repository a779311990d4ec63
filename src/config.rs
use std::time::Duration;

use serde::Deserialize;

use crate::error::{AppError, AppResult};

/// Application configuration loaded from environment variables
///
/// Upstream secrets are optional: a missing one only fails the operation
/// that needs it, with a configuration error.
#[derive(Debug, Deserialize, Clone)]
pub struct Config {
    /// Hevy (fitness tracking) API key
    pub hevy_api_key: Option<String>,

    #[serde(default = "default_hevy_api_url")]
    pub hevy_api_url: String,

    /// Last.fm (scrobbling) API key and the user whose scrobbles are shown
    pub lastfm_api_key: Option<String>,
    pub lastfm_username: Option<String>,

    #[serde(default = "default_lastfm_api_url")]
    pub lastfm_api_url: String,

    /// Trakt (watch history) OAuth application
    pub trakt_client_id: Option<String>,
    pub trakt_client_secret: Option<String>,

    #[serde(default = "default_trakt_redirect_uri")]
    pub trakt_redirect_uri: String,

    #[serde(default = "default_trakt_api_url")]
    pub trakt_api_url: String,

    /// TMDB (poster metadata) API key
    pub tmdb_api_key: Option<String>,

    #[serde(default = "default_tmdb_api_url")]
    pub tmdb_api_url: String,

    #[serde(default = "default_tmdb_image_url")]
    pub tmdb_image_url: String,

    /// Directus instance holding the watch-history credentials
    pub directus_url: Option<String>,
    pub directus_access_token: Option<String>,

    #[serde(default = "default_fitness_cache_ttl_secs")]
    pub fitness_cache_ttl_secs: u64,

    #[serde(default = "default_scrobble_cache_ttl_secs")]
    pub scrobble_cache_ttl_secs: u64,

    #[serde(default = "default_watch_cache_ttl_secs")]
    pub watch_cache_ttl_secs: u64,

    #[serde(default = "default_poster_cache_ttl_secs")]
    pub poster_cache_ttl_secs: u64,

    /// Server host address
    #[serde(default = "default_host")]
    pub host: String,

    /// Server port
    #[serde(default = "default_port")]
    pub port: u16,
}

fn default_hevy_api_url() -> String {
    "https://api.hevyapp.com".to_string()
}

fn default_lastfm_api_url() -> String {
    "https://ws.audioscrobbler.com/2.0/".to_string()
}

fn default_trakt_redirect_uri() -> String {
    "urn:ietf:wg:oauth:2.0:oob".to_string()
}

fn default_trakt_api_url() -> String {
    "https://api.trakt.tv".to_string()
}

fn default_tmdb_api_url() -> String {
    "https://api.themoviedb.org/3".to_string()
}

fn default_tmdb_image_url() -> String {
    "https://image.tmdb.org/t/p".to_string()
}

fn default_fitness_cache_ttl_secs() -> u64 {
    3 * 60 * 60
}

fn default_scrobble_cache_ttl_secs() -> u64 {
    5 * 60
}

fn default_watch_cache_ttl_secs() -> u64 {
    30 * 60
}

fn default_poster_cache_ttl_secs() -> u64 {
    7 * 24 * 60 * 60
}

fn default_host() -> String {
    "127.0.0.1".to_string()
}

fn default_port() -> u16 {
    3000
}

impl Default for Config {
    fn default() -> Self {
        Self {
            hevy_api_key: None,
            hevy_api_url: default_hevy_api_url(),
            lastfm_api_key: None,
            lastfm_username: None,
            lastfm_api_url: default_lastfm_api_url(),
            trakt_client_id: None,
            trakt_client_secret: None,
            trakt_redirect_uri: default_trakt_redirect_uri(),
            trakt_api_url: default_trakt_api_url(),
            tmdb_api_key: None,
            tmdb_api_url: default_tmdb_api_url(),
            tmdb_image_url: default_tmdb_image_url(),
            directus_url: None,
            directus_access_token: None,
            fitness_cache_ttl_secs: default_fitness_cache_ttl_secs(),
            scrobble_cache_ttl_secs: default_scrobble_cache_ttl_secs(),
            watch_cache_ttl_secs: default_watch_cache_ttl_secs(),
            poster_cache_ttl_secs: default_poster_cache_ttl_secs(),
            host: default_host(),
            port: default_port(),
        }
    }
}

impl Config {
    /// Load configuration from environment variables
    pub fn from_env() -> anyhow::Result<Self> {
        dotenvy::dotenv().ok();
        envy::from_env::<Config>().map_err(|e| anyhow::anyhow!("Failed to load config: {}", e))
    }

    pub fn fitness_cache_ttl(&self) -> Duration {
        Duration::from_secs(self.fitness_cache_ttl_secs)
    }

    pub fn scrobble_cache_ttl(&self) -> Duration {
        Duration::from_secs(self.scrobble_cache_ttl_secs)
    }

    pub fn watch_cache_ttl(&self) -> Duration {
        Duration::from_secs(self.watch_cache_ttl_secs)
    }

    pub fn poster_cache_ttl(&self) -> Duration {
        Duration::from_secs(self.poster_cache_ttl_secs)
    }
}

/// Returns the secret if present and non-blank, otherwise a configuration error
pub fn require<'a>(value: &'a Option<String>, what: &str) -> AppResult<&'a str> {
    match value.as_deref().map(str::trim) {
        Some(v) if !v.is_empty() => Ok(v),
        _ => Err(AppError::Configuration(format!("{} not configured", what))),
    }
}
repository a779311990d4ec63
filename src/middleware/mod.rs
pub mod request_id;
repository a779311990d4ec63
use axum::{
    http::StatusCode,
    middleware,
    routing::{get, post},
    Json, Router,
};
use serde_json::{json, Value};
use std::sync::Arc;
use tower::ServiceBuilder;
use tower_http::trace::TraceLayer;

use crate::middleware::request_id::{make_span_with_request_id, request_id_middleware};

pub mod aggregations;
pub mod marketplace;
pub mod state;

pub use state::AppState;

/// Creates the application router with all routes
pub fn create_router(state: AppState) -> Router {
    Router::new()
        .route("/health", get(health_check))
        .nest("/api/v1", api_routes())
        .with_state(Arc::new(state))
        .layer(
            ServiceBuilder::new()
                .layer(middleware::from_fn(request_id_middleware))
                .layer(TraceLayer::new_for_http().make_span_with(make_span_with_request_id)),
        )
}

/// API routes under /api/v1
fn api_routes() -> Router<Arc<AppState>> {
    Router::new()
        .route("/fitness", post(aggregations::fitness))
        .route("/scrobbles", post(aggregations::scrobbles))
        .route("/watch-history", post(aggregations::watch_history))
        .route("/marketplace/listings", post(marketplace::listings))
        .route("/marketplace/threshold", get(marketplace::threshold))
}

/// Health check endpoint
async fn health_check() -> (StatusCode, Json<Value>) {
    (StatusCode::OK, Json(json!({ "status": "healthy" })))
}
use std::sync::Arc;

use crate::{
    cache::TtlCache,
    config::Config,
    credentials::{CredentialStore, DirectusCredentialStore, UnconfiguredCredentialStore},
    services::{
        enrichment::PosterLookup,
        fitness::FitnessService,
        http::HttpTransport,
        marketplace::ListingFetcher,
        scrobbles::ScrobbleService,
        watch_history::{TraktSettings, WatchHistoryService},
    },
};

/// Shared application state
pub struct AppState {
    pub fitness: FitnessService,
    pub scrobbles: ScrobbleService,
    pub watch_history: WatchHistoryService,
    pub listings: ListingFetcher,
}

impl AppState {
    /// Wires every service to one transport, with a cache per resource type
    pub fn from_config(config: &Config, transport: Arc<dyn HttpTransport>) -> Self {
        let store: Arc<dyn CredentialStore> =
            match (&config.directus_url, &config.directus_access_token) {
                (Some(url), Some(token)) => Arc::new(DirectusCredentialStore::new(
                    transport.clone(),
                    url.clone(),
                    token.clone(),
                )),
                _ => {
                    tracing::warn!("Directus not configured, watch history is unavailable");
                    Arc::new(UnconfiguredCredentialStore)
                }
            };

        Self::with_store(config, transport, store)
    }

    pub fn with_store(
        config: &Config,
        transport: Arc<dyn HttpTransport>,
        store: Arc<dyn CredentialStore>,
    ) -> Self {
        let posters = PosterLookup::new(
            transport.clone(),
            TtlCache::new(config.poster_cache_ttl()),
            &config.tmdb_api_url,
            &config.tmdb_image_url,
            config.tmdb_api_key.clone(),
        );

        Self {
            fitness: FitnessService::new(
                transport.clone(),
                TtlCache::new(config.fitness_cache_ttl()),
                &config.hevy_api_url,
                config.hevy_api_key.clone(),
            ),
            scrobbles: ScrobbleService::new(
                transport.clone(),
                TtlCache::new(config.scrobble_cache_ttl()),
                &config.lastfm_api_url,
                config.lastfm_api_key.clone(),
                config.lastfm_username.clone(),
            ),
            watch_history: WatchHistoryService::new(
                transport.clone(),
                store,
                posters,
                TtlCache::new(config.watch_cache_ttl()),
                TraktSettings {
                    api_url: config.trakt_api_url.clone(),
                    client_id: config.trakt_client_id.clone(),
                    client_secret: config.trakt_client_secret.clone(),
                    redirect_uri: config.trakt_redirect_uri.clone(),
                },
            ),
            listings: ListingFetcher::new(transport),
        }
    }
}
________
▶ **WHAT THE TASK ASKS**: Answer with a single number: how many lines in the data above have the string "Deserialize" in them?

▶ **OUTPUT FOR THIS EXERCISE**: 2